[Collected data entries]
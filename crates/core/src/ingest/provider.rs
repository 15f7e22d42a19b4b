use crate::domain::entity::ProviderId;
use crate::domain::observation::{Field, FieldGroup};
use crate::domain::request::Scope;
use crate::error::ProviderError;
use crate::ingest::types::ProviderPayload;
use crate::policy::ProviderEndpoint;
use anyhow::Context;
use chrono::{DateTime, Utc};
use reqwest::header::{HeaderMap, HeaderValue};
use reqwest::StatusCode;
use std::time::Duration;

const RETRY_BASE_BACKOFF_MS: u64 = 200;

/// One external data source. Every provider is driven through this interface regardless of
/// transport.
#[async_trait::async_trait]
pub trait ProviderClient: Send + Sync {
    fn provider_id(&self) -> &ProviderId;

    fn coverage(&self) -> &[FieldGroup];

    async fn fetch(
        &self,
        scope: &Scope,
        fields: &[Field],
        as_of: DateTime<Utc>,
    ) -> Result<ProviderPayload, ProviderError>;
}

#[derive(Debug, Clone)]
pub struct HttpJsonProvider {
    id: ProviderId,
    coverage: Vec<FieldGroup>,
    http: reqwest::Client,
    base_url: String,
    api_key: Option<String>,
    path: String,
    retries: u32,
}

impl HttpJsonProvider {
    pub fn from_endpoint(endpoint: &ProviderEndpoint, timeout: Duration) -> anyhow::Result<Self> {
        let api_key = match endpoint.api_key_env.as_deref() {
            Some(var) => Some(
                std::env::var(var)
                    .with_context(|| format!("{var} is required for provider {}", endpoint.id))?,
            ),
            None => None,
        };

        let http = reqwest::Client::builder()
            .timeout(timeout)
            .build()
            .context("failed to build provider http client")?;

        Ok(Self {
            id: endpoint.id.clone(),
            coverage: endpoint.coverage.clone(),
            http,
            base_url: endpoint.base_url.clone(),
            api_key,
            path: endpoint.path.clone(),
            retries: endpoint.retries.max(1),
        })
    }

    fn url(&self) -> String {
        let path = if self.path.starts_with('/') {
            self.path.clone()
        } else {
            format!("/{}", self.path)
        };

        format!("{}{}", self.base_url.trim_end_matches('/'), path)
    }

    fn headers(&self) -> Result<HeaderMap, ProviderError> {
        let mut headers = HeaderMap::new();
        if let Some(api_key) = &self.api_key {
            let value = HeaderValue::from_str(api_key).map_err(|_| ProviderError::Unauthorized)?;
            headers.insert("x-api-key", value);
        }
        Ok(headers)
    }

    async fn fetch_once(
        &self,
        scope: &Scope,
        fields: &[Field],
        as_of: DateTime<Utc>,
    ) -> Result<ProviderPayload, ProviderError> {
        let mut query = scope_query(scope);
        query.push(("fields", join_fields(fields)));
        query.push(("as_of", as_of.to_rfc3339()));

        let res = self
            .http
            .get(self.url())
            .headers(self.headers()?)
            .query(&query)
            .send()
            .await
            .map_err(classify_transport)?;

        if let Some(err) = classify_status(res.status()) {
            return Err(err);
        }

        let text = res.text().await.map_err(classify_transport)?;
        let parsed = serde_json::from_str::<ProviderPayload>(&text)
            .map_err(|e| ProviderError::Malformed(e.to_string()))?;
        self.validate(parsed)
    }

    fn validate(&self, mut payload: ProviderPayload) -> Result<ProviderPayload, ProviderError> {
        if payload.provider != self.id {
            return Err(ProviderError::Malformed(format!(
                "payload claims provider {}, expected {}",
                payload.provider, self.id
            )));
        }

        let before = payload.items.len();
        payload.items.retain(|item| item.is_valid());
        let dropped = before - payload.items.len();
        if dropped > 0 {
            tracing::warn!(provider = %self.id, dropped, "dropped items without id or name");
        }
        Ok(payload)
    }
}

#[async_trait::async_trait]
impl ProviderClient for HttpJsonProvider {
    fn provider_id(&self) -> &ProviderId {
        &self.id
    }

    fn coverage(&self) -> &[FieldGroup] {
        &self.coverage
    }

    async fn fetch(
        &self,
        scope: &Scope,
        fields: &[Field],
        as_of: DateTime<Utc>,
    ) -> Result<ProviderPayload, ProviderError> {
        let mut attempt: u32 = 0;
        loop {
            attempt += 1;
            match self.fetch_once(scope, fields, as_of).await {
                Ok(payload) => return Ok(payload),
                // Only transport failures are worth retrying.
                Err(ProviderError::Transport(detail)) if attempt < self.retries => {
                    let backoff = Duration::from_millis(RETRY_BASE_BACKOFF_MS << (attempt - 1));
                    tracing::warn!(provider = %self.id, attempt, ?backoff, error = %detail, "provider fetch failed; retrying");
                    tokio::time::sleep(backoff).await;
                }
                Err(err) => return Err(err),
            }
        }
    }
}

fn scope_query(scope: &Scope) -> Vec<(&'static str, String)> {
    match scope {
        Scope::Entities { keys } => vec![(
            "keys",
            keys.iter()
                .map(|k| k.as_str())
                .collect::<Vec<_>>()
                .join(","),
        )],
        Scope::Roster { team_key } => vec![("team_key", team_key.clone())],
        Scope::FreeAgents { position } => {
            let mut out = vec![("status", "FA".to_string())];
            if let Some(p) = position {
                if let Ok(serde_json::Value::String(s)) = serde_json::to_value(p) {
                    out.push(("position", s));
                }
            }
            out
        }
    }
}

fn join_fields(fields: &[Field]) -> String {
    fields
        .iter()
        .map(|f| f.as_str())
        .collect::<Vec<_>>()
        .join(",")
}

fn classify_status(status: StatusCode) -> Option<ProviderError> {
    if status.is_success() {
        return None;
    }
    Some(match status {
        StatusCode::UNAUTHORIZED | StatusCode::FORBIDDEN => ProviderError::Unauthorized,
        StatusCode::REQUEST_TIMEOUT | StatusCode::GATEWAY_TIMEOUT => ProviderError::Timeout,
        s if s.is_server_error() || s == StatusCode::TOO_MANY_REQUESTS => {
            ProviderError::Transport(format!("HTTP {s}"))
        }
        s => ProviderError::Malformed(format!("HTTP {s}")),
    })
}

fn classify_transport(err: reqwest::Error) -> ProviderError {
    if err.is_timeout() {
        ProviderError::Timeout
    } else if err.is_decode() {
        ProviderError::Malformed(err.to_string())
    } else {
        ProviderError::Transport(err.to_string())
    }
}

#[cfg(test)]
mod tests {
    use super::*;
    use crate::domain::entity::{CanonicalKey, Position};

    fn endpoint(path: &str) -> ProviderEndpoint {
        ProviderEndpoint {
            id: ProviderId::new("sleeper"),
            base_url: "https://api.example.test/".to_string(),
            path: path.to_string(),
            api_key_env: None,
            coverage: vec![FieldGroup::Usage, FieldGroup::Health],
            retries: 2,
        }
    }

    #[test]
    fn builds_url_with_or_without_leading_slash() {
        let a = HttpJsonProvider::from_endpoint(&endpoint("/v1/obs"), Duration::from_secs(1))
            .unwrap();
        let b = HttpJsonProvider::from_endpoint(&endpoint("v1/obs"), Duration::from_secs(1))
            .unwrap();
        assert_eq!(a.url(), "https://api.example.test/v1/obs");
        assert_eq!(a.url(), b.url());
    }

    #[test]
    fn missing_api_key_env_fails_at_construction() {
        let mut e = endpoint("/v1/obs");
        e.api_key_env = Some("GRIDIRON_TEST_KEY_THAT_IS_NOT_SET".to_string());
        assert!(HttpJsonProvider::from_endpoint(&e, Duration::from_secs(1)).is_err());
    }

    #[test]
    fn classifies_http_statuses() {
        assert_eq!(classify_status(StatusCode::OK), None);
        assert_eq!(
            classify_status(StatusCode::UNAUTHORIZED),
            Some(ProviderError::Unauthorized)
        );
        assert_eq!(
            classify_status(StatusCode::GATEWAY_TIMEOUT),
            Some(ProviderError::Timeout)
        );
        assert!(matches!(
            classify_status(StatusCode::BAD_GATEWAY),
            Some(ProviderError::Transport(_))
        ));
        assert!(matches!(
            classify_status(StatusCode::NOT_FOUND),
            Some(ProviderError::Malformed(_))
        ));
    }

    #[test]
    fn scope_query_encodes_each_scope() {
        let q = scope_query(&Scope::Entities {
            keys: vec![CanonicalKey::new("a"), CanonicalKey::new("b")],
        });
        assert_eq!(q, vec![("keys", "a,b".to_string())]);

        let q = scope_query(&Scope::FreeAgents {
            position: Some(Position::Te),
        });
        assert_eq!(
            q,
            vec![("status", "FA".to_string()), ("position", "TE".to_string())]
        );
    }

    #[test]
    fn validate_rejects_foreign_payload_and_drops_invalid_items() {
        let p = HttpJsonProvider::from_endpoint(&endpoint("/v1/obs"), Duration::from_secs(1))
            .unwrap();
        let payload: ProviderPayload = serde_json::from_value(serde_json::json!({
            "provider": "sleeper",
            "fetched_at": "2026-10-16T11:00:00Z",
            "items": [
                {"raw_id": "1", "name": "A"},
                {"raw_id": " ", "name": "B"}
            ]
        }))
        .unwrap();
        assert_eq!(p.validate(payload.clone()).unwrap().items.len(), 1);

        let mut foreign = payload;
        foreign.provider = ProviderId::new("yahoo");
        assert!(matches!(
            p.validate(foreign),
            Err(ProviderError::Malformed(_))
        ));
    }
}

What the task asks
Only a number belongs in the answer: the number of lines in the preceding data that hold "FreeAgents".

Result
2